Good counterpoints - although I think urban renewal was far outside of the "natural" progression of cities, compared to more intensive redevelopment of properties over time. That is essentially how almost every city came to exist in the first place. Look at the two photos of Brainerd, Minnesota, for example, here: https://www.strongtowns.org/journal/2019/10/21/why-decline-is-not-normal-2019
Yes, the replacement of this diner for the proposed apartment building does not *have* to happen, but more intensive development basically does. It's fine to shape that; I think it is wrong to deny it.
I'm down with antifragility as a concept, but it's only something that makes sense over long periods of time. In the short term, the decay of cities is just as natural as more intensive development, in terms of "this happens often, all things being equal"--but few people write as if this is as natural--and thus as much something to love or accept and wait our way through. (And sometimes cities do just disappear at long time scales, if what made them a city in the first place shifts really fundamentally...)
Wow, I loved this piece (and a number of related recent ones).

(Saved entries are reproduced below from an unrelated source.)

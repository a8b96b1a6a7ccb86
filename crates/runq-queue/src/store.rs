//! Job storage with atomic, conditionally-guarded transitions.
//!
//! Every state change goes through [`JobStore::transition`], which checks a
//! [`Precondition`] and applies a mutation as one atomic step. The job's own
//! state and lease act as the lock: no caller ever reads a job, decides, and
//! writes it back in separate steps.

use std::collections::HashMap;
use std::time::Duration;

use async_trait::async_trait;
use chrono::{DateTime, Utc};
use tokio::sync::RwLock;

use runq_models::{Job, JobId, JobState, JobType, ProcessingToken, RunnerId};

use crate::error::{DispatchError, DispatchResult};

/// Mutation applied to a job once its precondition holds.
pub type Mutation = Box<dyn FnOnce(&mut Job) + Send>;

/// Condition checked atomically with a mutation.
#[derive(Debug, Clone)]
pub enum Precondition {
    /// Job is in one of these states.
    StateIn(Vec<JobState>),
    /// Job is PROCESSING under this exact lease.
    LeaseHeld {
        token: ProcessingToken,
        runner_id: RunnerId,
    },
    /// Job is PROCESSING under this token and its owner has been silent
    /// for longer than `window` at `now`.
    LeaseStale {
        token: ProcessingToken,
        window: Duration,
        now: DateTime<Utc>,
    },
}

impl Precondition {
    pub fn state(state: JobState) -> Self {
        Self::StateIn(vec![state])
    }

    pub fn holds(&self, job: &Job) -> bool {
        match self {
            Precondition::StateIn(states) => states.contains(&job.state),
            Precondition::LeaseHeld { token, runner_id } => job.is_held_by(token, runner_id),
            Precondition::LeaseStale { token, window, now } => {
                job.state == JobState::Processing
                    && job
                        .lease
                        .as_ref()
                        .is_some_and(|l| &l.token == token && l.is_stale(*now, *window))
            }
        }
    }
}

/// Result of a guarded transition.
#[derive(Debug, Clone)]
pub enum Transition {
    /// Precondition held; the job as stored after the mutation.
    Applied(Job),
    /// Precondition failed; the job as currently stored.
    Rejected(Job),
    /// No job with that id.
    Missing,
}

/// Filter for listing jobs.
#[derive(Debug, Clone, Default)]
pub struct JobFilter {
    pub states: Option<Vec<JobState>>,
    pub job_types: Option<Vec<JobType>>,
    pub limit: Option<usize>,
}

impl JobFilter {
    pub fn with_states(mut self, states: impl IntoIterator<Item = JobState>) -> Self {
        self.states = Some(states.into_iter().collect());
        self
    }

    pub fn with_job_types(mut self, job_types: impl IntoIterator<Item = JobType>) -> Self {
        self.job_types = Some(job_types.into_iter().collect());
        self
    }

    pub fn with_limit(mut self, limit: usize) -> Self {
        self.limit = Some(limit);
        self
    }

    pub fn matches(&self, job: &Job) -> bool {
        self.states.as_ref().map_or(true, |s| s.contains(&job.state))
            && self
                .job_types
                .as_ref()
                .map_or(true, |t| t.contains(&job.job_type))
    }
}

/// Durable job records.
#[async_trait]
pub trait JobStore: Send + Sync {
    /// Insert a new job. Fails if the id already exists.
    async fn insert(&self, job: Job) -> DispatchResult<()>;

    async fn get(&self, id: &JobId) -> DispatchResult<Option<Job>>;

    /// Jobs matching `filter`, newest first.
    async fn list(&self, filter: &JobFilter) -> DispatchResult<Vec<Job>>;

    /// PENDING jobs of the given types in claim order: priority ascending,
    /// then creation time ascending.
    async fn claim_candidates(
        &self,
        job_types: &[JobType],
        limit: usize,
    ) -> DispatchResult<Vec<Job>>;

    /// Direct children of `parent`, oldest first.
    async fn children_of(&self, parent: &JobId) -> DispatchResult<Vec<Job>>;

    /// Apply `mutation` iff `precondition` holds, atomically.
    async fn transition(
        &self,
        id: &JobId,
        precondition: &Precondition,
        mutation: Mutation,
    ) -> DispatchResult<Transition>;
}

struct StoredJob {
    /// Insertion order, breaks creation time ties
    seq: u64,
    job: Job,
}

#[derive(Default)]
struct MemoryState {
    jobs: HashMap<JobId, StoredJob>,
    next_seq: u64,
}

/// In-memory job store.
#[derive(Default)]
pub struct MemoryJobStore {
    state: RwLock<MemoryState>,
}

impl MemoryJobStore {
    pub fn new() -> Self {
        Self::default()
    }
}

#[async_trait]
impl JobStore for MemoryJobStore {
    async fn insert(&self, job: Job) -> DispatchResult<()> {
        let mut state = self.state.write().await;

        if state.jobs.contains_key(&job.id) {
            return Err(DispatchError::store(format!("Job {} already exists", job.id)));
        }

        let seq = state.next_seq;
        state.next_seq += 1;
        state.jobs.insert(job.id.clone(), StoredJob { seq, job });
        Ok(())
    }

    async fn get(&self, id: &JobId) -> DispatchResult<Option<Job>> {
        let state = self.state.read().await;
        Ok(state.jobs.get(id).map(|s| s.job.clone()))
    }

    async fn list(&self, filter: &JobFilter) -> DispatchResult<Vec<Job>> {
        let state = self.state.read().await;

        let mut matching: Vec<&StoredJob> = state
            .jobs
            .values()
            .filter(|s| filter.matches(&s.job))
            .collect();
        matching.sort_by(|a, b| {
            b.job
                .created_at
                .cmp(&a.job.created_at)
                .then(b.seq.cmp(&a.seq))
        });

        let limit = filter.limit.unwrap_or(usize::MAX);
        Ok(matching.into_iter().take(limit).map(|s| s.job.clone()).collect())
    }

    async fn claim_candidates(
        &self,
        job_types: &[JobType],
        limit: usize,
    ) -> DispatchResult<Vec<Job>> {
        let state = self.state.read().await;

        let mut pending: Vec<&StoredJob> = state
            .jobs
            .values()
            .filter(|s| s.job.state == JobState::Pending && job_types.contains(&s.job.job_type))
            .collect();
        pending.sort_by(|a, b| {
            a.job
                .priority
                .cmp(&b.job.priority)
                .then(a.job.created_at.cmp(&b.job.created_at))
                .then(a.seq.cmp(&b.seq))
        });

        Ok(pending.into_iter().take(limit).map(|s| s.job.clone()).collect())
    }

    async fn children_of(&self, parent: &JobId) -> DispatchResult<Vec<Job>> {
        let state = self.state.read().await;

        let mut children: Vec<&StoredJob> = state
            .jobs
            .values()
            .filter(|s| s.job.depends_on.as_ref() == Some(parent))
            .collect();
        children.sort_by_key(|s| s.seq);

        Ok(children.into_iter().map(|s| s.job.clone()).collect())
    }

    async fn transition(
        &self,
        id: &JobId,
        precondition: &Precondition,
        mutation: Mutation,
    ) -> DispatchResult<Transition> {
        let mut state = self.state.write().await;

        let Some(stored) = state.jobs.get_mut(id) else {
            return Ok(Transition::Missing);
        };

        if !precondition.holds(&stored.job) {
            return Ok(Transition::Rejected(stored.job.clone()));
        }

        mutation(&mut stored.job);
        Ok(Transition::Applied(stored.job.clone()))
    }
}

As I've hinted at in other comments this is exactly the sort of feeling with how Annapolis has changed since the early 80s from a sleepy backwater place to a burgeoning city. Just sliding a bit farther on the embryonic to mature scale; same DNA (development pattern), just more intense.

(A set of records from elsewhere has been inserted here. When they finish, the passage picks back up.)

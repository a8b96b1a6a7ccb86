use std::path::Path;
use std::sync::Arc;
use std::time::Duration;

use tokio::sync::{mpsc, oneshot, watch};
use tokio::task::JoinHandle;

use runq_media::{EngineExit, FsEvent, FsEventKind};
use runq_models::{
    JobId, LiveRtmpHlsTranscodingPayload, OutputResolution, ProcessingToken, RunnerToken,
};

use super::test_support::{ChannelWatcher, FakeEngine, FakeTranscoder, RecordingServer};
use super::*;

struct Harness {
    server: Arc<RecordingServer>,
    events: mpsc::Sender<FsEvent>,
    cancel: watch::Sender<bool>,
    started: Option<oneshot::Receiver<FakeEngine>>,
    execution: JoinHandle<ExecutionOutcome>,
    transcoding_dir: tempfile::TempDir,
}

fn payload(outputs: usize) -> serde_json::Value {
    let resolutions = [720, 480, 360];
    let payload = LiveRtmpHlsTranscodingPayload::new(
        "rtmp://localhost:1935/live/key",
        resolutions
            .iter()
            .take(outputs)
            .map(|r| OutputResolution { resolution: *r, fps: 30 })
            .collect(),
    );
    serde_json::to_value(payload).unwrap()
}

fn start_with(transcoder: FakeTranscoder, started: Option<oneshot::Receiver<FakeEngine>>, payload: serde_json::Value) -> Harness {
    let server = Arc::new(RecordingServer::default());
    let (watcher, events) = ChannelWatcher::new();
    let (cancel, cancel_rx) = watch::channel(false);
    let transcoding_dir = tempfile::tempdir().unwrap();

    let executor = LiveTranscodingExecutor::new(
        server.clone(),
        Arc::new(transcoder),
        Arc::new(watcher),
        LiveSettings {
            transcoding_dir: transcoding_dir.path().to_path_buf(),
            end_grace: Duration::from_millis(50),
            retry: RetryConfig::fixed("test", 2, Duration::from_millis(1)),
            engine_stop_timeout: Duration::from_millis(500),
        },
    );
    let auth = JobAuth {
        job_id: JobId::new(),
        token: ProcessingToken::generate(),
        runner_token: RunnerToken::generate(),
    };

    let execution = tokio::spawn(async move { executor.execute(auth, payload, cancel_rx).await });

    Harness {
        server,
        events,
        cancel,
        started,
        execution,
        transcoding_dir,
    }
}

fn start(outputs: usize) -> Harness {
    let (transcoder, started) = FakeTranscoder::new();
    start_with(transcoder, Some(started), payload(outputs))
}

impl Harness {
    async fn engine(&mut self) -> FakeEngine {
        let started = self.started.take().expect("engine already taken");
        tokio::time::timeout(Duration::from_secs(5), started)
            .await
            .unwrap()
            .unwrap()
    }

    async fn outcome(self) -> (ExecutionOutcome, Arc<RecordingServer>, tempfile::TempDir) {
        let outcome = tokio::time::timeout(Duration::from_secs(5), self.execution)
            .await
            .unwrap()
            .unwrap();
        drop(self.events);
        (outcome, self.server, self.transcoding_dir)
    }

    async fn emit(&self, kind: FsEventKind, path: impl AsRef<Path>) {
        self.events
            .send(FsEvent::new(kind, path.as_ref()))
            .await
            .unwrap();
    }
}

fn media_playlist(resolution: usize, segments: &[u32], ended: bool) -> String {
    let mut content = String::from("#EXTM3U\n#EXT-X-VERSION:3\n#EXT-X-TARGETDURATION:2\n#EXT-X-MEDIA-SEQUENCE:0\n");
    for seq in segments {
        content.push_str(&format!("#EXTINF:2.000000,\n{}-{:06}.ts\n", resolution, seq));
    }
    if ended {
        content.push_str("#EXT-X-ENDLIST\n");
    }
    content
}

async fn write_master(dir: &Path) {
    tokio::fs::write(dir.join("master.m3u8"), "#EXTM3U\n#EXT-X-STREAM-INF:BANDWIDTH=800000\n0.m3u8\n")
        .await
        .unwrap();
}

async fn write_segment(dir: &Path, resolution: usize, seq: u32) -> std::path::PathBuf {
    let path = dir.join(format!("{}-{:06}.ts", resolution, seq));
    tokio::fs::write(&path, b"segment").await.unwrap();
    path
}

fn is_empty_dir(dir: &Path) -> bool {
    std::fs::read_dir(dir).unwrap().next().is_none()
}

#[tokio::test]
async fn test_chunks_sent_in_order_with_trimmed_playlists() {
    let mut h = start(1);
    let engine = h.engine().await;
    let dir = engine.request.output_dir.clone();

    write_master(&dir).await;
    tokio::fs::write(dir.join("0.m3u8"), media_playlist(0, &[0, 1, 2], false))
        .await
        .unwrap();
    h.emit(FsEventKind::Created, dir.join("master.m3u8")).await;
    h.emit(FsEventKind::Created, dir.join("0.m3u8")).await;
    for seq in 0..3 {
        let path = write_segment(&dir, 0, seq).await;
        h.emit(FsEventKind::Created, path).await;
    }
    h.server.wait_for_updates(2).await;

    // engine finalizes the manifest and exits
    tokio::fs::write(dir.join("0.m3u8"), media_playlist(0, &[0, 1, 2], true))
        .await
        .unwrap();
    h.emit(FsEventKind::Changed, dir.join("0.m3u8")).await;
    engine.finish(EngineExit::Ended);

    let (outcome, server, transcoding_dir) = h.outcome().await;
    assert_eq!(outcome, ExecutionOutcome::Completed);
    assert_eq!(
        server.chunk_names(),
        vec!["0-000000.ts", "0-000001.ts", "0-000002.ts"]
    );

    let updates = server.updates();
    let content = |i: usize| {
        updates[i]
            .chunk()
            .playlists
            .as_ref()
            .and_then(|p| p.resolution_playlist_content.clone())
            .unwrap()
    };
    // never the tail entry before the end
    assert!(content(0).ends_with("0-000000.ts\n"));
    assert!(!content(0).contains("0-000001.ts"));
    assert!(!content(1).contains("0-000002.ts"));
    // after the end: marker and every segment
    assert!(content(2).contains("#EXT-X-ENDLIST"));
    assert!(content(2).contains("0-000002.ts"));

    let snapshot = updates[0].chunk().playlists.as_ref().unwrap();
    assert_eq!(snapshot.resolution_playlist_filename, "0.m3u8");
    assert!(snapshot.master_playlist_content.starts_with("#EXTM3U"));
    assert!(updates[0].chunk().video_chunk_file.is_some());

    assert_eq!(server.success_calls(), 1);
    assert!(server.errors().is_empty());
    assert!(is_empty_dir(transcoding_dir.path()));
}

#[tokio::test]
async fn test_chunks_before_all_playlists_carry_names_only() {
    let mut h = start(2);
    let engine = h.engine().await;
    let dir = engine.request.output_dir.clone();

    // resolution 1 manifest never shows up
    write_master(&dir).await;
    tokio::fs::write(dir.join("0.m3u8"), media_playlist(0, &[0, 1], false))
        .await
        .unwrap();
    h.emit(FsEventKind::Created, dir.join("master.m3u8")).await;
    h.emit(FsEventKind::Created, dir.join("0.m3u8")).await;
    for seq in 0..2 {
        let path = write_segment(&dir, 0, seq).await;
        h.emit(FsEventKind::Created, path).await;
    }
    engine.finish(EngineExit::Ended);

    let (outcome, server, _dir) = h.outcome().await;
    assert_eq!(outcome, ExecutionOutcome::Completed);
    assert_eq!(server.chunk_names(), vec!["0-000000.ts", "0-000001.ts"]);
    assert!(server.updates().iter().all(|u| u.chunk().playlists.is_none()));
}

#[tokio::test]
async fn test_resolutions_flush_independently() {
    let mut h = start(2);
    let engine = h.engine().await;
    let dir = engine.request.output_dir.clone();

    for (resolution, seq) in [(0, 0), (1, 0), (1, 1), (0, 1)] {
        let path = write_segment(&dir, resolution, seq).await;
        h.emit(FsEventKind::Created, path).await;
    }
    engine.finish(EngineExit::Ended);

    let (outcome, server, _dir) = h.outcome().await;
    assert_eq!(outcome, ExecutionOutcome::Completed);

    let names = server.chunk_names();
    assert_eq!(names.len(), 4);
    let order = |prefix: &str| -> Vec<String> {
        names.iter().filter(|n| n.starts_with(prefix)).cloned().collect()
    };
    assert_eq!(order("0-"), vec!["0-000000.ts", "0-000001.ts"]);
    assert_eq!(order("1-"), vec!["1-000000.ts", "1-000001.ts"]);
}

#[tokio::test]
async fn test_removed_chunk_is_reported() {
    let mut h = start(1);
    let engine = h.engine().await;
    let dir = engine.request.output_dir.clone();

    let first = write_segment(&dir, 0, 0).await;
    h.emit(FsEventKind::Created, &first).await;
    let second = write_segment(&dir, 0, 1).await;
    h.emit(FsEventKind::Created, &second).await;
    h.server.wait_for_updates(1).await;

    tokio::fs::remove_file(&first).await.unwrap();
    h.emit(FsEventKind::Removed, &first).await;
    h.server.wait_for_updates(2).await;
    engine.finish(EngineExit::Ended);

    let (outcome, server, _dir) = h.outcome().await;
    assert_eq!(outcome, ExecutionOutcome::Completed);
    assert_eq!(server.removed_names(), vec!["0-000000.ts"]);
    assert_eq!(server.chunk_names(), vec!["0-000000.ts", "0-000001.ts"]);
}

#[tokio::test]
async fn test_evicted_pending_chunk_is_not_reported_removed() {
    let mut h = start(1);
    let engine = h.engine().await;
    let dir = engine.request.output_dir.clone();

    // evicted while still pending: no add went out, so no remove either
    let first = write_segment(&dir, 0, 0).await;
    h.emit(FsEventKind::Created, &first).await;
    tokio::fs::remove_file(&first).await.unwrap();
    h.emit(FsEventKind::Removed, &first).await;

    let second = write_segment(&dir, 0, 1).await;
    h.emit(FsEventKind::Created, &second).await;
    tokio::time::sleep(Duration::from_millis(50)).await;
    engine.finish(EngineExit::Ended);

    let (outcome, server, _dir) = h.outcome().await;
    assert_eq!(outcome, ExecutionOutcome::Completed);
    assert!(server.removed_names().is_empty());
    assert_eq!(server.chunk_names(), vec!["0-000001.ts"]);
}

#[tokio::test]
async fn test_engine_failure_reports_error() {
    let mut h = start(1);
    let engine = h.engine().await;
    engine.finish(EngineExit::Failed("Connection to tcp://localhost:1935 failed".to_string()));

    let (outcome, server, transcoding_dir) = h.outcome().await;
    match outcome {
        ExecutionOutcome::Failed(message) => assert!(message.contains("1935")),
        other => panic!("expected failure, got {:?}", other),
    }
    assert_eq!(server.errors().len(), 1);
    assert_eq!(server.success_calls(), 0);
    assert!(is_empty_dir(transcoding_dir.path()));
}

#[tokio::test]
async fn test_abandoned_job_stops_engine_without_error() {
    let mut h = start(1);
    let engine = h.engine().await;
    let dir = engine.request.output_dir.clone();
    engine.stop_when_asked();

    h.server.abandon();
    for seq in 0..2 {
        let path = write_segment(&dir, 0, seq).await;
        h.emit(FsEventKind::Created, path).await;
    }

    let (outcome, server, transcoding_dir) = h.outcome().await;
    assert_eq!(outcome, ExecutionOutcome::Abandoned);
    // one attempt, never retried
    assert_eq!(server.update_attempts(), 1);
    assert!(server.errors().is_empty());
    assert_eq!(server.success_calls(), 1);
    assert!(is_empty_dir(transcoding_dir.path()));
}

#[tokio::test]
async fn test_final_flush_stops_once_job_is_abandoned() {
    let mut h = start(1);
    let engine = h.engine().await;
    let dir = engine.request.output_dir.clone();
    h.server.set_latency("0-000000.ts", Duration::from_millis(300));

    // 0-000000 goes out, 0-000001..0-000004 queue up behind it
    for seq in 0..6 {
        let path = write_segment(&dir, 0, seq).await;
        h.emit(FsEventKind::Created, path).await;
    }
    tokio::time::sleep(Duration::from_millis(50)).await;

    // the server drops the job while the first add is in flight
    h.server.abandon();
    engine.finish(EngineExit::Ended);

    let (outcome, server, transcoding_dir) = h.outcome().await;
    assert_eq!(outcome, ExecutionOutcome::Abandoned);
    // the in-flight add, then one rejected add, then nothing
    assert_eq!(server.update_attempts(), 2);
    assert_eq!(server.chunk_names(), vec!["0-000000.ts"]);
    assert!(server.errors().is_empty());
    assert!(is_empty_dir(transcoding_dir.path()));
}

#[tokio::test]
async fn test_exhausted_update_retries_error_the_job() {
    let mut h = start(1);
    let engine = h.engine().await;
    let dir = engine.request.output_dir.clone();
    engine.stop_when_asked();

    h.server.fail_next_updates(3);
    for seq in 0..2 {
        let path = write_segment(&dir, 0, seq).await;
        h.emit(FsEventKind::Created, path).await;
    }

    let (outcome, server, _dir) = h.outcome().await;
    assert!(matches!(outcome, ExecutionOutcome::Failed(_)));
    assert_eq!(server.update_attempts(), 3);
    assert_eq!(server.errors().len(), 1);
}

#[tokio::test]
async fn test_probe_failure_is_reported_and_cleaned_up() {
    let h = start_with(FakeTranscoder::failing_probe(), None, payload(1));

    let (outcome, server, transcoding_dir) = h.outcome().await;
    assert!(matches!(outcome, ExecutionOutcome::Failed(_)));
    assert_eq!(server.errors().len(), 1);
    assert!(server.errors()[0].contains("connection refused"));
    assert!(is_empty_dir(transcoding_dir.path()));
}

#[tokio::test]
async fn test_invalid_payload_is_reported() {
    let (transcoder, started) = FakeTranscoder::new();
    let h = start_with(transcoder, Some(started), serde_json::json!({"input": {}}));

    let (outcome, server, _dir) = h.outcome().await;
    assert!(matches!(outcome, ExecutionOutcome::Failed(_)));
    assert_eq!(server.errors().len(), 1);
}

#[tokio::test]
async fn test_cancel_gives_job_back() {
    let mut h = start(1);
    let engine = h.engine().await;
    engine.stop_when_asked();

    h.cancel.send(true).unwrap();

    let (outcome, server, transcoding_dir) = h.outcome().await;
    assert_eq!(outcome, ExecutionOutcome::Abandoned);
    assert_eq!(server.aborts().len(), 1);
    assert!(server.errors().is_empty());
    assert!(is_empty_dir(transcoding_dir.path()));
}
//! Dispatcher metrics.

use metrics::counter;

use runq_models::JobType;

/// Metric names as constants for consistency.
pub mod names {
    pub const JOBS_ENQUEUED_TOTAL: &str = "runq_jobs_enqueued_total";
    pub const JOBS_CLAIMED_TOTAL: &str = "runq_jobs_claimed_total";
    pub const JOBS_COMPLETED_TOTAL: &str = "runq_jobs_completed_total";
    pub const JOBS_FAILED_TOTAL: &str = "runq_jobs_failed_total";
    pub const JOBS_STALLED_TOTAL: &str = "runq_jobs_stalled_total";
    pub const JOBS_CANCELLED_TOTAL: &str = "runq_jobs_cancelled_total";
}

pub fn record_enqueued(job_type: JobType) {
    counter!(names::JOBS_ENQUEUED_TOTAL, "type" => job_type.as_str()).increment(1);
}

pub fn record_claimed(job_type: JobType) {
    counter!(names::JOBS_CLAIMED_TOTAL, "type" => job_type.as_str()).increment(1);
}

pub fn record_completed(job_type: JobType) {
    counter!(names::JOBS_COMPLETED_TOTAL, "type" => job_type.as_str()).increment(1);
}

/// Record a job failure; `terminal` when the failure budget is exhausted.
pub fn record_failed(job_type: JobType, terminal: bool) {
    let terminal = if terminal { "true" } else { "false" };
    counter!(names::JOBS_FAILED_TOTAL, "type" => job_type.as_str(), "terminal" => terminal)
        .increment(1);
}

pub fn record_stalled(job_type: JobType) {
    counter!(names::JOBS_STALLED_TOTAL, "type" => job_type.as_str()).increment(1);
}

pub fn record_cancelled(count: usize) {
    counter!(names::JOBS_CANCELLED_TOTAL).increment(count as u64);
}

Again, I'm not religious, but this metaphor is very poetic: "But the fact that it is sad to lose it does not mean that it was possible not to lose it, any more than the pain of death implies resurrection. I am a Catholic, but my belief in the resurrection is a belief in a miracle. It would, indeed, take a miracle for a tiny one-story diner to survive indefinitely in an exploding suburb of a major city. When we see urban places changing like this, we are not seeing a scheme or a plot or a conspiracy; we are seeing a process as natural, as inevitable, as aching and painful and beautiful as life itself."
Thank you!
Simple solution: it sounds like what Silver Spring needs is a Waffle House.